In a drab, provincial Irish village during the 1960s, Francie Brady (Nicholas Barasch) and his best mate, Joe (Christian Strange), indulge in an adolescent antic that sets up a triangulated rivalry involving a new boy in town, Phillip Nugent (Daniel Marconi). While Joe initiates a relatively harmless prank, Francie takes matters a bit too far after Phillip’s mother, Mrs. Nugent (Michelle Ragusa), refers to the young boy as a pig. This ends up eating at Francie like a moral cancer.
Emblazoned into Francie’s fragile psyche are imaginary porcine hobgoblins who taunt and jeer him. They goad him into a continued pattern of what, at that time, would have been called juvenile delinquency. We have more considerate “woke” terms for it nowadays, but they all have the same meaning essentially. Francie is a bad lot and no matter how much his is disciplined and even incarcerated, he proves a hopeless one as well.
As for the audience, the question at hand is do we feel for this antiheroic protagonist or do eventually disconnect from his mad journey? Is this a psychopath that intrigues us—as did the theater’s most famous murderous demon, Sweeney Todd—or do we hope he gets what’s coming to him? No matter how much one may love sausages, as a sympathetic character, Francie comes up short on the bacon and it become harder and harder to root for him.
With a score that hopes for more fully realized songs, “The Butcher Boy” is hard to buy into as a gravitating work. In fact, it’s rather grim. The show is not without the occasional catchy tune, but they are few and far between. Too much of the music comes off more like a movie track than a robust theatrical score that launches a story.

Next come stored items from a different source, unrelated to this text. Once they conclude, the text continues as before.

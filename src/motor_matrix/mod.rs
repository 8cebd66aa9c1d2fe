//! Linear model from per-effector thrust vectors to the net vehicle wrench.

mod layout;
pub use layout::{Coefficients, Layout, Sign, Term, EFFECTOR_COMPONENTS, WRENCH_AXES};

use crate::{config::PhysicalConstants, Error, Result};
use core::ops::Range;
use nalgebra::{DMatrix, DVector, RealField};

/// Fixed `6 x 3E` effectiveness matrix of the vehicle.
///
/// Rows are force x/y/z then moment x/y/z; effector `k` occupies columns `3k..3k + 3`
/// as (in-plane x, in-plane y, spin axis).
#[derive(Clone, Debug, PartialEq)]
pub struct EffectorModel<T: RealField> {
    matrix: DMatrix<T>,
    effectors: usize,
}

impl<T: RealField + Copy> EffectorModel<T> {
    /// Build the model by resolving every layout term against the physical constants.
    ///
    /// ```
    /// use overactuated::{config::PhysicalConstants, motor_matrix::{EffectorModel, Layout}};
    ///
    /// let model = EffectorModel::<f64>::new(&PhysicalConstants::default(), &Layout::reference());
    /// assert_eq!(model.matrix().shape(), (6, 12));
    /// assert_eq!(model.matrix()[(0, 0)], 1.6e-6);
    /// ```
    pub fn new(constants: &PhysicalConstants<T>, layout: &Layout) -> Self {
        let coefficients = constants.coefficients();
        let matrix = DMatrix::from_fn(WRENCH_AXES, layout.columns(), |row, col| {
            layout.term(row, col).value(&coefficients)
        });

        log::debug!(
            "built effector model for {} effectors ({}x{})",
            layout.effectors(),
            matrix.nrows(),
            matrix.ncols()
        );

        Self {
            matrix,
            effectors: layout.effectors(),
        }
    }

    /// Build the model, failing if the layout does not describe `expected_effectors` effectors.
    pub fn with_effectors(
        constants: &PhysicalConstants<T>,
        layout: &Layout,
        expected_effectors: usize,
    ) -> Result<Self> {
        if layout.effectors() != expected_effectors {
            return Err(Error::EffectorCount {
                expected: expected_effectors,
                found: layout.effectors(),
            });
        }
        Ok(Self::new(constants, layout))
    }

    /// The quad tilt-rotor with its reference constants.
    pub fn reference() -> Self {
        Self::new(&PhysicalConstants::default(), &Layout::reference())
    }

    pub fn matrix(&self) -> &DMatrix<T> {
        &self.matrix
    }

    pub fn effectors(&self) -> usize {
        self.effectors
    }

    /// Columns (and solution rows) owned by effector `k`.
    pub fn effector_columns(&self, k: usize) -> Range<usize> {
        let start = k * EFFECTOR_COMPONENTS;
        start..start + EFFECTOR_COMPONENTS
    }

    /// Net wrench produced by the thrust components `x`.
    pub fn wrench(&self, x: &DVector<T>) -> Result<DVector<T>> {
        Error::check_rows(self.matrix.ncols(), x.nrows())?;
        Ok(&self.matrix * x)
    }
}

#[cfg(test)]
mod tests {
    use super::{EffectorModel, Layout};
    use crate::{config::PhysicalConstants, Error};
    use nalgebra::DVector;

    #[test]
    fn reference_entries() {
        let model = EffectorModel::<f64>::reference();
        let m = model.matrix();
        let mu = 1.6e-6;
        let km = 2.58e-8;
        let lever = 0.707106781 * 0.16 * 1.6e-6;

        assert_eq!(m.shape(), (6, 12));
        assert_eq!(model.effectors(), 4);

        // Force rows alternate sign between opposite effectors
        assert_eq!(m[(0, 0)], mu);
        assert_eq!(m[(0, 3)], -mu);
        assert_eq!(m[(1, 1)], -mu);
        assert_eq!(m[(1, 4)], mu);
        assert_eq!(m[(2, 2)], mu);
        assert_eq!(m[(2, 11)], -mu);

        assert_eq!(m[(3, 0)], -km);
        assert_eq!(m[(3, 2)], lever);
        assert_eq!(m[(3, 5)], -lever);
        assert_eq!(m[(4, 9)], km);
        assert_eq!(m[(4, 11)], lever);
        assert_eq!(m[(5, 0)], -lever);
        assert_eq!(m[(5, 7)], lever);
        assert_eq!(m[(5, 8)], -km);

        // In-plane y never produces a roll or pitch moment
        for k in 0..4 {
            assert_eq!(m[(3, 3 * k + 1)], 0.);
            assert_eq!(m[(4, 3 * k + 1)], 0.);
        }
    }

    #[test]
    fn effector_count_mismatch() {
        let result = EffectorModel::<f64>::with_effectors(
            &PhysicalConstants::default(),
            &Layout::reference(),
            6,
        );
        assert_eq!(
            result.unwrap_err(),
            Error::EffectorCount {
                expected: 6,
                found: 4
            }
        );
    }

    #[test]
    fn effector_columns() {
        let model = EffectorModel::<f64>::reference();
        assert_eq!(model.effector_columns(0), 0..3);
        assert_eq!(model.effector_columns(3), 9..12);
    }

    #[test]
    fn forward_wrench() {
        let model = EffectorModel::<f64>::reference();
        let mut x = DVector::zeros(12);
        x[2] = 1.;
        let wrench = model.wrench(&x).unwrap();
        assert_eq!(wrench, model.matrix().column(2).into_owned());

        assert!(matches!(
            model.wrench(&DVector::zeros(6)),
            Err(Error::ShapeMismatch {
                expected: 12,
                found: 6
            })
        ));
    }
}
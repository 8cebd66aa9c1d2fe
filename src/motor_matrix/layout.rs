use crate::{Error, Result};
use core::fmt;
use core::str::FromStr;

/// Number of wrench axes: force x/y/z followed by moment x/y/z.
pub const WRENCH_AXES: usize = 6;

/// Thrust-vector components contributed by each effector (in-plane x, in-plane y, spin axis).
pub const EFFECTOR_COMPONENTS: usize = 3;

#[derive(Clone, Copy, Debug, PartialEq, Eq)]
pub enum Sign {
    Positive,
    Negative,
}

impl Sign {
    fn apply<T: nalgebra::RealField + Copy>(self, value: T) -> T {
        match self {
            Sign::Positive => value,
            Sign::Negative => -value,
        }
    }

    fn symbol(self) -> char {
        match self {
            Sign::Positive => '+',
            Sign::Negative => '-',
        }
    }
}

/// One entry of the effector layout table.
///
/// Entries never carry a magnitude, only which physical coefficient projects
/// a thrust component onto a wrench axis and with which sign.
#[derive(Clone, Copy, Debug, PartialEq, Eq)]
#[cfg_attr(
    feature = "serde",
    derive(serde::Serialize, serde::Deserialize),
    serde(try_from = "String", into = "String")
)]
pub enum Term {
    Zero,
    /// Thrust coupling coefficient.
    Coupling(Sign),
    /// Rotor drag torque coefficient.
    Torque(Sign),
    /// Moment arm projection: balance factor × arm length × thrust coupling.
    Lever(Sign),
}

/// Coefficient magnitudes the layout terms resolve to.
#[derive(Clone, Copy, Debug, PartialEq)]
pub struct Coefficients<T> {
    pub coupling: T,
    pub torque: T,
    pub lever: T,
}

impl Term {
    pub fn value<T: nalgebra::RealField + Copy>(self, coefficients: &Coefficients<T>) -> T {
        match self {
            Term::Zero => T::zero(),
            Term::Coupling(sign) => sign.apply(coefficients.coupling),
            Term::Torque(sign) => sign.apply(coefficients.torque),
            Term::Lever(sign) => sign.apply(coefficients.lever),
        }
    }
}

impl fmt::Display for Term {
    fn fmt(&self, f: &mut fmt::Formatter<'_>) -> fmt::Result {
        match self {
            Term::Zero => f.write_str("0"),
            Term::Coupling(sign) => write!(f, "{}mu", sign.symbol()),
            Term::Torque(sign) => write!(f, "{}km", sign.symbol()),
            Term::Lever(sign) => write!(f, "{}lever", sign.symbol()),
        }
    }
}

impl FromStr for Term {
    type Err = Error;

    fn from_str(s: &str) -> Result<Self> {
        if s == "0" {
            return Ok(Term::Zero);
        }

        let (sign, name) = if let Some(name) = s.strip_prefix('+') {
            (Sign::Positive, name)
        } else if let Some(name) = s.strip_prefix('-') {
            (Sign::Negative, name)
        } else {
            return Err(Error::invalid_layout(format!("term `{s}` has no sign")));
        };

        match name {
            "mu" => Ok(Term::Coupling(sign)),
            "km" => Ok(Term::Torque(sign)),
            "lever" => Ok(Term::Lever(sign)),
            _ => Err(Error::invalid_layout(format!("unknown term `{s}`"))),
        }
    }
}

impl TryFrom<String> for Term {
    type Error = Error;

    fn try_from(value: String) -> Result<Self> {
        value.parse()
    }
}

impl From<Term> for String {
    fn from(term: Term) -> Self {
        term.to_string()
    }
}

const O: Term = Term::Zero;
const MU: Term = Term::Coupling(Sign::Positive);
const NMU: Term = Term::Coupling(Sign::Negative);
const KM: Term = Term::Torque(Sign::Positive);
const NKM: Term = Term::Torque(Sign::Negative);
const LV: Term = Term::Lever(Sign::Positive);
const NLV: Term = Term::Lever(Sign::Negative);

/// Quad tilt-rotor in X configuration, opposite effectors alternating sign.
const REFERENCE: [[Term; 12]; WRENCH_AXES] = [
    [MU, O, O, NMU, O, O, MU, O, O, NMU, O, O],
    [O, NMU, O, O, MU, O, O, NMU, O, O, MU, O],
    [O, O, MU, O, O, NMU, O, O, MU, O, O, NMU],
    [NKM, O, LV, NKM, O, NLV, NKM, O, NLV, NKM, O, LV],
    [KM, O, NLV, KM, O, NLV, KM, O, LV, KM, O, LV],
    [NLV, NLV, NKM, LV, NLV, NKM, LV, LV, NKM, NLV, LV, NKM],
];

/// Sign table describing where each effector's thrust components land on the wrench axes.
///
/// Always [`WRENCH_AXES`] rows of `3 * effectors` terms; effector `k` owns
/// columns `3k..3k + 3`.
#[derive(Clone, Debug, PartialEq, Eq)]
#[cfg_attr(
    feature = "serde",
    derive(serde::Serialize, serde::Deserialize),
    serde(try_from = "Vec<Vec<Term>>", into = "Vec<Vec<Term>>")
)]
pub struct Layout {
    rows: Vec<Vec<Term>>,
}

impl Layout {
    pub fn new(rows: Vec<Vec<Term>>) -> Result<Self> {
        if rows.len() != WRENCH_AXES {
            return Err(Error::invalid_layout(format!(
                "expected {WRENCH_AXES} rows, found {}",
                rows.len()
            )));
        }

        let columns = rows[0].len();
        if columns == 0 || columns % EFFECTOR_COMPONENTS != 0 {
            return Err(Error::invalid_layout(format!(
                "row length {columns} is not a positive multiple of {EFFECTOR_COMPONENTS}"
            )));
        }

        if let Some((idx, row)) = rows.iter().enumerate().find(|(_, row)| row.len() != columns) {
            return Err(Error::invalid_layout(format!(
                "row {idx} has {} terms, expected {columns}",
                row.len()
            )));
        }

        Ok(Self { rows })
    }

    /// The quad tilt-rotor layout.
    pub fn reference() -> Self {
        Self {
            rows: REFERENCE.iter().map(|row| row.to_vec()).collect(),
        }
    }

    pub fn effectors(&self) -> usize {
        self.columns() / EFFECTOR_COMPONENTS
    }

    pub fn columns(&self) -> usize {
        self.rows[0].len()
    }

    pub fn rows(&self) -> &[Vec<Term>] {
        &self.rows
    }

    pub fn term(&self, row: usize, column: usize) -> Term {
        self.rows[row][column]
    }
}

impl Default for Layout {
    fn default() -> Self {
        Self::reference()
    }
}

impl TryFrom<Vec<Vec<Term>>> for Layout {
    type Error = Error;

    fn try_from(rows: Vec<Vec<Term>>) -> Result<Self> {
        Self::new(rows)
    }
}

impl From<Layout> for Vec<Vec<Term>> {
    fn from(layout: Layout) -> Self {
        layout.rows
    }
}

impl fmt::Display for Layout {
    fn fmt(&self, f: &mut fmt::Formatter<'_>) -> fmt::Result {
        for row in &self.rows {
            let mut terms = row.iter();
            if let Some(first) = terms.next() {
                write!(f, "{first}")?;
            }
            for term in terms {
                write!(f, " {term}")?;
            }
            writeln!(f)?;
        }
        Ok(())
    }
}

/// Parses one row per line; `#` starts a comment and blank lines are skipped.
impl FromStr for Layout {
    type Err = Error;

    fn from_str(s: &str) -> Result<Self> {
        let rows = s
            .lines()
            .map(|line| line.split('#').next().unwrap_or_default().trim())
            .filter(|line| !line.is_empty())
            .map(|line| line.split_whitespace().map(str::parse).collect())
            .collect::<Result<Vec<Vec<Term>>>>()?;

        Self::new(rows)
    }
}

In spite of that, the performances—particularly the three boys at the center of the story—are richly realized and sturdily acted. With a number of roles deftly juggled by an adept group of players, the entire company deserves high praise.
“The Butcher Boy” is certainly not the best work the Irish Rep has put forward over the years. In fact, a couple of their more recent productions have been stupendous: Jake McCarrick’s “Belfast Girls” and O’Rielly’s production of O’Neill’s “A Touch of the Poet.” Unfortunately, “The Butcher Boy” did not quite reach that level.